With offices and workplaces around the world preparing for the Christmas party season, its time for workers to enjoy themselves.
After a long year of hard graft, people are looking forward to letting their hair down.
However, while it is great to have fun as the year winds down it is important to remember to act responsibly.
An Irish lawyer has issued a warning to anyone attending their work Christmas party that behaving inappropriately could cost them their jobs.
Cork based solicitor David Gaffney told the Irish Sunday Mirror that many workplaces are refusing to offer free bars at their parties.
He said that alcohol plus employees harbouring grievances with somebody, or an unspoken attraction to a co-worker, can be a ‘recipe for disaster’.
Mr Gaffney said: “People have to have manners on them, they are aware of this at work but often they let their guard down when they have too much drink taken.
“Alcohol can adversely affect a person’s judgement at every level of an organisation. I have dealt with a top manager who was forced to resign after an employee took a case against him following an incident at a Christmas party.”
It is important to remember that while the staff may be in ‘party mode’ their Christmas party is still an extension of their workplace.

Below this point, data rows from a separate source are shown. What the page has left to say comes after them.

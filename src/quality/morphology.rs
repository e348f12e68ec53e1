// src/quality/morphology.rs
use crate::raster::Raster;

/// Erosion with a square structuring element of side `2 * radius + 1`.
/// Pixels outside the raster are treated as set, so the border is not
/// eroded away on small plots.
pub fn erode(mask: &Raster<bool>, radius: usize) -> Raster<bool> {
    window_op(mask, radius, true, |acc, v| acc && v)
}

/// Dilation with the same structuring element; outside pixels are clear.
pub fn dilate(mask: &Raster<bool>, radius: usize) -> Raster<bool> {
    window_op(mask, radius, false, |acc, v| acc || v)
}

/// Opening (erode then dilate) removes isolated set specks smaller than
/// the structuring element.
pub fn opening(mask: &Raster<bool>, radius: usize) -> Raster<bool> {
    if radius == 0 {
        return mask.clone();
    }
    dilate(&erode(mask, radius), radius)
}

/// Closing (dilate then erode) fills pinholes inside larger set regions.
pub fn closing(mask: &Raster<bool>, radius: usize) -> Raster<bool> {
    if radius == 0 {
        return mask.clone();
    }
    erode(&dilate(mask, radius), radius)
}

fn window_op(
    mask: &Raster<bool>,
    radius: usize,
    init: bool,
    fold: impl Fn(bool, bool) -> bool,
) -> Raster<bool> {
    let (width, height) = mask.shape();
    let r = radius as isize;
    let mut out = Raster::filled(width, height, init);
    for y in 0..height as isize {
        for x in 0..width as isize {
            let mut acc = init;
            'window: for dy in -r..=r {
                for dx in -r..=r {
                    let (nx, ny) = (x + dx, y + dy);
                    if nx < 0 || ny < 0 || nx >= width as isize || ny >= height as isize {
                        continue;
                    }
                    acc = fold(acc, mask.get(nx as usize, ny as usize));
                    if acc != init {
                        // The fold is monotone, nothing can flip it back.
                        break 'window;
                    }
                }
            }
            out.set(x as usize, y as usize, acc);
        }
    }
    out
}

Mr Gaffney said: “This is something people sometimes tend to forget.
“If an office Christmas party takes place within working hours, or outside of working hours, in the office or away from the office, it is still considered an extension of the working environment.”

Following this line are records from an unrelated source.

// src/raster.rs
use std::collections::HashMap;

use serde::Serialize;

use crate::error::PipelineError;

/// Sentinel-2 band labels used by the pipeline, plus the scene
/// classification layer (SCL).
#[derive(Debug, Clone, Copy, PartialEq, Eq, Hash, PartialOrd, Ord, Serialize)]
pub enum BandId {
    /// Blue, for TrueColor and the spectral cloud heuristic
    B02,
    /// Green, for NDWI and TrueColor
    B03,
    /// Red, for NDVI, MSAVI and TrueColor
    B04,
    /// Red edge, for NDRE
    B05,
    /// NIR, for NDVI, NDRE, NDWI, NDMI and MSAVI
    B08,
    /// SWIR1, for NDMI
    B11,
    /// Scene classification layer, for cloud masking
    Scl,
}

impl BandId {
    pub fn label(&self) -> &'static str {
        match self {
            BandId::B02 => "B02",
            BandId::B03 => "B03",
            BandId::B04 => "B04",
            BandId::B05 => "B05",
            BandId::B08 => "B08",
            BandId::B11 => "B11",
            BandId::Scl => "SCL",
        }
    }

    pub fn parse(label: &str) -> Option<BandId> {
        match label {
            "B02" => Some(BandId::B02),
            "B03" => Some(BandId::B03),
            "B04" => Some(BandId::B04),
            "B05" => Some(BandId::B05),
            "B08" => Some(BandId::B08),
            "B11" => Some(BandId::B11),
            "SCL" => Some(BandId::Scl),
            _ => None,
        }
    }
}

impl std::fmt::Display for BandId {
    fn fmt(&self, f: &mut std::fmt::Formatter<'_>) -> std::fmt::Result {
        f.write_str(self.label())
    }
}

/// A 2-D grid of pixel values in row-major order.
#[derive(Debug, Clone)]
pub struct Raster<T> {
    width: usize,
    height: usize,
    data: Vec<T>,
}

impl<T: Copy> Raster<T> {
    pub fn new(width: usize, height: usize, data: Vec<T>) -> Result<Self, PipelineError> {
        if data.len() != width * height {
            return Err(PipelineError::DataFormat(format!(
                "raster data length {} does not match {}x{}",
                data.len(),
                width,
                height
            )));
        }
        Ok(Self { width, height, data })
    }

    pub fn filled(width: usize, height: usize, value: T) -> Self {
        Self {
            width,
            height,
            data: vec![value; width * height],
        }
    }

    pub fn width(&self) -> usize {
        self.width
    }

    pub fn height(&self) -> usize {
        self.height
    }

    pub fn shape(&self) -> (usize, usize) {
        (self.width, self.height)
    }

    pub fn len(&self) -> usize {
        self.data.len()
    }

    pub fn is_empty(&self) -> bool {
        self.data.is_empty()
    }

    pub fn data(&self) -> &[T] {
        &self.data
    }

    pub fn data_mut(&mut self) -> &mut [T] {
        &mut self.data
    }

    pub fn get(&self, x: usize, y: usize) -> T {
        self.data[y * self.width + x]
    }

    pub fn set(&mut self, x: usize, y: usize, value: T) {
        self.data[y * self.width + x] = value;
    }
}

/// All bands of one scene. Spectral bands are stored as f32 rasters so
/// masked pixels can be carried as NaN; the classification layer keeps its
/// raw u8 class values.
///
/// Invariant: every raster in the set shares the same width and height.
#[derive(Debug, Clone)]
pub struct BandSet {
    width: usize,
    height: usize,
    bands: HashMap<BandId, Raster<f32>>,
    scl: Option<Raster<u8>>,
}

impl BandSet {
    pub fn new(width: usize, height: usize) -> Self {
        Self {
            width,
            height,
            bands: HashMap::new(),
            scl: None,
        }
    }

    pub fn width(&self) -> usize {
        self.width
    }

    pub fn height(&self) -> usize {
        self.height
    }

    pub fn shape(&self) -> (usize, usize) {
        (self.width, self.height)
    }

    pub fn pixel_count(&self) -> usize {
        self.width * self.height
    }

    pub fn insert(&mut self, id: BandId, raster: Raster<f32>) -> Result<(), PipelineError> {
        if raster.shape() != (self.width, self.height) {
            return Err(PipelineError::DataFormat(format!(
                "band {} shape {:?} does not match scene shape {:?}",
                id,
                raster.shape(),
                (self.width, self.height)
            )));
        }
        if id == BandId::Scl {
            return Err(PipelineError::DataFormat(
                "SCL must be inserted through insert_scl".to_string(),
            ));
        }
        self.bands.insert(id, raster);
        Ok(())
    }

    pub fn insert_scl(&mut self, raster: Raster<u8>) -> Result<(), PipelineError> {
        if raster.shape() != (self.width, self.height) {
            return Err(PipelineError::DataFormat(format!(
                "SCL shape {:?} does not match scene shape {:?}",
                raster.shape(),
                (self.width, self.height)
            )));
        }
        self.scl = Some(raster);
        Ok(())
    }

    pub fn band(&self, id: BandId) -> Option<&Raster<f32>> {
        self.bands.get(&id)
    }

    /// Band lookup that reports a per-index failure when the band is absent.
    pub fn require(&self, id: BandId, index: &str) -> Result<&Raster<f32>, PipelineError> {
        self.bands.get(&id).ok_or_else(|| PipelineError::IndexComputation {
            index: index.to_string(),
            band: id.label().to_string(),
        })
    }

    pub fn scl(&self) -> Option<&Raster<u8>> {
        self.scl.as_ref()
    }

    /// Sorted labels of all present bands, SCL last.
    pub fn band_labels(&self) -> Vec<&'static str> {
        let mut ids: Vec<BandId> = self.bands.keys().copied().collect();
        ids.sort();
        let mut labels: Vec<&'static str> = ids.iter().map(|b| b.label()).collect();
        if self.scl.is_some() {
            labels.push(BandId::Scl.label());
        }
        labels
    }

    /// Set every excluded pixel to NaN across all spectral bands.
    pub fn mask_excluded(&mut self, excluded: &Raster<bool>) {
        for raster in self.bands.values_mut() {
            for (px, &gone) in raster.data_mut().iter_mut().zip(excluded.data()) {
                if gone {
                    *px = f32::NAN;
                }
            }
        }
    }
}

This means any bad behaviour cannot be simply brushed under the carpet as being out of work time.
He added that many employers have decided parties can be more trouble than they are worth as the employer may be considered to have created a situation that wouldn’t have occurred without their employees losing their inhibitions together.
He said: “The majority of issues that arise from workplace parties happen after alcohol is consumed. Basically, the employer is facilitating the employee in getting drunk.
“A lot of employers have stopped having staff parties because of issues that have arisen in the past that led to a claim of sexual harassment, personal injury or a fight that broke out after too much alcohol.”